BEGIN

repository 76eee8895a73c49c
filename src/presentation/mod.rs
#[cfg(feature = "cli")]
pub mod cli_summary;
pub mod writers;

END

Set the data above down again in full, exactly as it reads.

repository 76eee8895a73c49c
filename src/presentation/mod.rs
#[cfg(feature = "cli")]
pub mod cli_summary;
pub mod writers;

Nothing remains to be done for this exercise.